Our Team Pussy cat is worn out and pissed off, but she’s a fighter. She’s going to be out there every day with all of you, working hard to make sure Hillary Clinton wins big on November 8 with results that even Donald Trump won’t dare contest. Please join her. Thanks, pussies! Go team!

Follow #TeamPussy on Instagram @team.pussies.unite and Twitter @Pussiesvote

Visit our Team Pussy store now!

Can’t wait til November 8!!!!!!!!

 

You Pussy!

Here’s a link to an old favorite on the net, an article I wrote for Salon nine years ago, the beginning of the movement to rehabilitate the word “Pussy.”

Tell me, have we made any progress?

Not much. If ever there was a word in need of rehab, it remains this feline expletive STILL reserved for wimps.

Here’s a brief, edited (I hope legal) excerpt:

You Pussy!
By Margot Magowan
“What a pussy!” shouted my friend Joe. He was complaining to me about a business partner who backed out of a deal at the last minute. Joe wanted sympathy, but I was snagged on the word “pussy.”
Suddenly it struck me as wrong that the word “pussy” is used to imply cowardice or ineffectiveness. Why must we equate weakness with the female sex organ? Why have we for so long?

I began to wonder how one — how we — might take the wussy out of pussy.

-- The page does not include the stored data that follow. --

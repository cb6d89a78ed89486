//! Retry backoff calculation for the flush engine.
//!
//! Backoff grows linearly with the number of consecutive failures and is
//! capped: `min(increment * retry_count, max)`. The first failure
//! (`retry_count == 0`) waits zero, so one immediate retry is always allowed
//! before the backoff engages.

use std::time::Duration;

/// Calculate the linear backoff delay for a retry count.
///
/// # Arguments
///
/// * `retry_count`: consecutive failures before this one (0 for the first)
/// * `increment`: delay added per failure
/// * `max`: ceiling
#[must_use]
pub fn linear_backoff(retry_count: u32, increment: Duration, max: Duration) -> Duration {
    increment.saturating_mul(retry_count).min(max)
}

// ─────────────────────────────────────────────────────────────────────────────
// Tests
// ─────────────────────────────────────────────────────────────────────────────

#[cfg(test)]
mod tests {
    use super::*;

    const INC: Duration = Duration::from_secs(30);
    const MAX: Duration = Duration::from_secs(3600);

    #[test]
    fn first_failure_is_immediate() {
        assert_eq!(linear_backoff(0, INC, MAX), Duration::ZERO);
    }

    #[test]
    fn grows_linearly() {
        assert_eq!(linear_backoff(1, INC, MAX), Duration::from_secs(30));
        assert_eq!(linear_backoff(2, INC, MAX), Duration::from_secs(60));
        assert_eq!(linear_backoff(10, INC, MAX), Duration::from_secs(300));
    }

    #[test]
    fn caps_at_max() {
        assert_eq!(linear_backoff(120, INC, MAX), MAX);
        assert_eq!(linear_backoff(1_000, INC, MAX), MAX);
    }

    #[test]
    fn high_count_no_overflow() {
        assert_eq!(linear_backoff(u32::MAX, Duration::MAX, MAX), MAX);
    }

    #[test]
    fn zero_increment_never_waits() {
        assert_eq!(linear_backoff(50, Duration::ZERO, MAX), Duration::ZERO);
    }

    mod proptests {
        use super::*;
        use proptest::prelude::*;

        proptest! {
            #[test]
            fn matches_formula(count in 0u32..100_000, inc_ms in 0u64..120_000, max_ms in 0u64..7_200_000) {
                let inc = Duration::from_millis(inc_ms);
                let max = Duration::from_millis(max_ms);
                let expected = inc.saturating_mul(count).min(max);
                prop_assert_eq!(linear_backoff(count, inc, max), expected);
            }

            #[test]
            fn non_decreasing(count in 0u32..u32::MAX, inc_ms in 0u64..120_000, max_ms in 0u64..7_200_000) {
                let inc = Duration::from_millis(inc_ms);
                let max = Duration::from_millis(max_ms);
                prop_assert!(linear_backoff(count, inc, max) <= linear_backoff(count + 1, inc, max));
            }
        }
    }
}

Is it possible to change the meaning of the word, to restore to “pussy” its deserved glory? Could we use pussy as a compliment? Could pussy denote someone or something as cool or heroic or impressive?

At the moment, “pussy” isn’t even used to slight women directly. It is reserved for men, used among them to make fun of one another. It’s “sissy” for male heteros. It’s the politically correct big boy’s way of calling somebody a fag. And, please, don’t get me started on “pussy-whipped.”

Click here to read the full article. Let me know if you want a T: they are black with “Team Pussy” written in pink cursive and come in baby doll and regular sizes, one dollar from every sale goes to the Woodhull Institute.

Thanks pussies!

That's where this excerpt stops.